As per the title, I ride mainly day time, but for night time it would be more about extra low beam coverage than distance. I doubt I'd be doing much if any off road. And I'm thinking hybrid selective yellow lenses.

I get that the DL4 is more recent, and the D4 with lenses is substantially more expensive - is there much between them in real life? which do you think?

I suppose I could just go for cheap chinesium, for the looks of it, or not bother and just go and ride ...once it warms up a bit :(
 
Don’t bother…just ride!
 
The stock aux lights are more than enough to supplement the low beams for night riding. The offer a nice wide flat beam when properly adjusted, and don't have to blind oncoming. They do render the main headlight cornering features useless though
 
Hi All, sorry if this gets asked all of the time but I'm struggle to find much help.

As per the title, I ride mainly day time, but for night time it would be more about extra low beam coverage than distance. I doubt I'd be doing much if any off road. And I'm thinking hybrid selective yellow lenses.

I get that the DL4 is more recent, and the D4 with lenses is substantially more expensive - is there much between them in real life? which do you think?

I suppose I could just go for cheap chinesium, for the looks of it, or not bother and just go and ride ...once it warms up a bit :(
My bike came with Denali S4's (not the same as D4's) and they were okay. They filled in with floods nicely.

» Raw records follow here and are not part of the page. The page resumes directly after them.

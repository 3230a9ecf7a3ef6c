//! Color model shared by the host and the batch renderer.
//!
//! Colors are stored premultiplied; the batch tint uniform takes straight RGB
//! via [`Color::rgb`].

pub mod color;

pub use color::Color;
use std::path::PathBuf;

use anyhow::{Context, Result};
use mote_engine::paint::Color;
use mote_engine::render::{QuadPipelineConfig, TextureSource};
use mote_engine::window::RuntimeConfig;
use winit::dpi::LogicalSize;

/// Number of balls, overrides [`SimConfig::ball_count`].
pub const ENV_BALLS: &str = "MOTE_BALLS";
/// Image used for every ball instead of the generated mask.
pub const ENV_TEXTURE: &str = "MOTE_TEXTURE";

const BALL_TINT: Color = Color::from_premul(1.0, 0.78, 0.35, 1.0);

/// Settings for the ball simulation.
#[derive(Debug, Clone, PartialEq)]
pub struct SimConfig {
    pub title: String,
    pub width: u32,
    pub height: u32,
    pub ball_count: usize,
    pub min_radius: f32,
    pub max_radius: f32,
    pub texture_path: Option<PathBuf>,
}

impl Default for SimConfig {
    fn default() -> Self {
        Self {
            title: "Ball Simulation".to_string(),
            width: 1280,
            height: 720,
            ball_count: 1000,
            min_radius: 6.0,
            max_radius: 24.0,
            texture_path: None,
        }
    }
}

impl SimConfig {
    /// Defaults overridden by `MOTE_BALLS` / `MOTE_TEXTURE`.
    pub fn from_env() -> Result<Self> {
        Self::from_lookup(|key| std::env::var(key).ok())
    }

    /// Defaults overridden by whatever `lookup` returns for the known keys.
    pub fn from_lookup<F>(lookup: F) -> Result<Self>
    where
        F: Fn(&str) -> Option<String>,
    {
        let mut config = Self::default();

        if let Some(raw) = lookup(ENV_BALLS) {
            config.ball_count = raw
                .trim()
                .parse()
                .with_context(|| format!("{ENV_BALLS} must be a ball count, got {raw:?}"))?;
        }

        if let Some(raw) = lookup(ENV_TEXTURE).filter(|p| !p.trim().is_empty()) {
            config.texture_path = Some(PathBuf::from(raw));
        }

        Ok(config)
    }

    pub fn runtime_config(&self) -> RuntimeConfig {
        RuntimeConfig {
            title: self.title.clone(),
            initial_size: LogicalSize::new(self.width as f64, self.height as f64),
            ..RuntimeConfig::default()
        }
    }

    pub fn pipeline_config(&self) -> QuadPipelineConfig {
        let texture = match &self.texture_path {
            Some(path) => TextureSource::File(path.clone()),
            None => TextureSource::default(),
        };

        QuadPipelineConfig {
            texture,
            tint: BALL_TINT,
            ..QuadPipelineConfig::default()
        }
    }
}
use winit::dpi::PhysicalSize;

/// High-level response after a surface error.
#[derive(Debug, Copy, Clone, Eq, PartialEq)]
pub enum SurfaceErrorAction {
    /// Surface was reconfigured; rendering may resume next frame.
    Reconfigured,
    /// Transient error; skip the current frame.
    SkipFrame,
    /// Fatal error (commonly OOM); terminate gracefully.
    Fatal,
}

pub(crate) fn choose_surface_format(
    formats: &[wgpu::TextureFormat],
    prefer_srgb: bool,
) -> Option<wgpu::TextureFormat> {
    let first = formats.first().copied()?;

    if prefer_srgb {
        let preferred = [
            wgpu::TextureFormat::Bgra8UnormSrgb,
            wgpu::TextureFormat::Rgba8UnormSrgb,
        ];
        if let Some(f) = preferred.into_iter().find(|f| formats.contains(f)) {
            return Some(f);
        }
    }

    Some(first)
}

pub(crate) fn choose_alpha_mode(
    supported: &[wgpu::CompositeAlphaMode],
    requested: Option<wgpu::CompositeAlphaMode>,
) -> wgpu::CompositeAlphaMode {
    requested
        .filter(|m| supported.contains(m))
        .or_else(|| supported.first().copied())
        .unwrap_or(wgpu::CompositeAlphaMode::Auto)
}

pub(crate) fn apply_resize(
    surface: &wgpu::Surface,
    device: &wgpu::Device,
    config: &mut wgpu::SurfaceConfiguration,
    size: &mut PhysicalSize<u32>,
    new_size: PhysicalSize<u32>,
) {
    *size = new_size;

    if new_size.width == 0 || new_size.height == 0 {
        return;
    }

    config.width = new_size.width;
    config.height = new_size.height;

    surface.configure(device, config);
    log::debug!("surface resized to {}x{}", new_size.width, new_size.height);
}

pub(crate) fn map_surface_error(
    surface: &wgpu::Surface,
    device: &wgpu::Device,
    config: &wgpu::SurfaceConfiguration,
    size: PhysicalSize<u32>,
    err: wgpu::SurfaceError,
) -> SurfaceErrorAction {
    match err {
        wgpu::SurfaceError::Lost | wgpu::SurfaceError::Outdated => {
            if size.width > 0 && size.height > 0 {
                surface.configure(device, config);
            }
            SurfaceErrorAction::Reconfigured
        }
        wgpu::SurfaceError::OutOfMemory => SurfaceErrorAction::Fatal,
        wgpu::SurfaceError::Timeout => SurfaceErrorAction::SkipFrame,
        wgpu::SurfaceError::Other => SurfaceErrorAction::SkipFrame,
    }
}

#[cfg(test)]
mod tests {
    use super::*;
    use wgpu::{CompositeAlphaMode, TextureFormat};

    // ── choose_surface_format ─────────────────────────────────────────────

    #[test]
    fn format_none_when_unsupported() {
        assert_eq!(choose_surface_format(&[], true), None);
    }

    #[test]
    fn format_prefers_srgb() {
        let formats = [TextureFormat::Bgra8Unorm, TextureFormat::Rgba8UnormSrgb];
        assert_eq!(choose_surface_format(&formats, true), Some(TextureFormat::Rgba8UnormSrgb));
    }

    #[test]
    fn format_falls_back_to_first() {
        let formats = [TextureFormat::Bgra8Unorm, TextureFormat::Rgba8UnormSrgb];
        assert_eq!(choose_surface_format(&formats, false), Some(TextureFormat::Bgra8Unorm));

        let linear_only = [TextureFormat::Rgba16Float];
        assert_eq!(choose_surface_format(&linear_only, true), Some(TextureFormat::Rgba16Float));
    }

    // ── choose_alpha_mode ─────────────────────────────────────────────────

    #[test]
    fn alpha_mode_honours_supported_request() {
        let modes = [CompositeAlphaMode::Opaque, CompositeAlphaMode::PreMultiplied];
        assert_eq!(
            choose_alpha_mode(&modes, Some(CompositeAlphaMode::PreMultiplied)),
            CompositeAlphaMode::PreMultiplied
        );
    }

    #[test]
    fn alpha_mode_ignores_unsupported_request() {
        let modes = [CompositeAlphaMode::Opaque];
        assert_eq!(
            choose_alpha_mode(&modes, Some(CompositeAlphaMode::PostMultiplied)),
            CompositeAlphaMode::Opaque
        );
    }

    #[test]
    fn alpha_mode_auto_when_nothing_reported() {
        assert_eq!(choose_alpha_mode(&[], None), CompositeAlphaMode::Auto);
    }
}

I've since removed them and added CoLight D09 Pro's and Lone Rider Motolights - needless to say it is quite nice having a collapsed sun on the front of the bike when the sun goes down.
 
Lone Rider Moto lights are simply night into day outstanding - but seem require fairly regular adjustment to stop blinding oncoming drivers.
For night riding in rural locations they are amazing!
 
Point to note if you opt for Denali DL lights. They are fine for mounting on the crash bars but if you fit them under the beak, you have to mount the light upside down (the bracket only rotates through 100 degrees or so) therefore the diffuser lens on the bottom row of LEDS is now at the top and will give the dispersed light upwards rather than low and close - You cannot rotate the lens to accommodate as it is bonded in. I have the DL6 and I found out the expensive way that they are not fit for under nose mounting!
 
Yes, been looking at that, an old test of Denali D brought up the upside down question, and they thought it didn't matter. I thought the same as you but from what I can see of the lens, the dispersion is only sideways, there didn't look to be any downward focus ...that would then end the wrong way up.
Worst case you could fashion a new bracket and get it powder coated. Why the mount is on the bottom is beyond me, even the cheap chinesium puts the bracket in the middle so you can mount or hang. Some folk just. don't think. Then again, a lot of this stuff comes from trucks and cars anyway.
 
Lone Rider Moto lights are simply night into day outstanding - but seem require fairly regular adjustment to stop blinding oncoming drivers.
For night riding in rural locations they are amazing!
Turn the brightness down? Unless it's the BMW driving lights blinding people?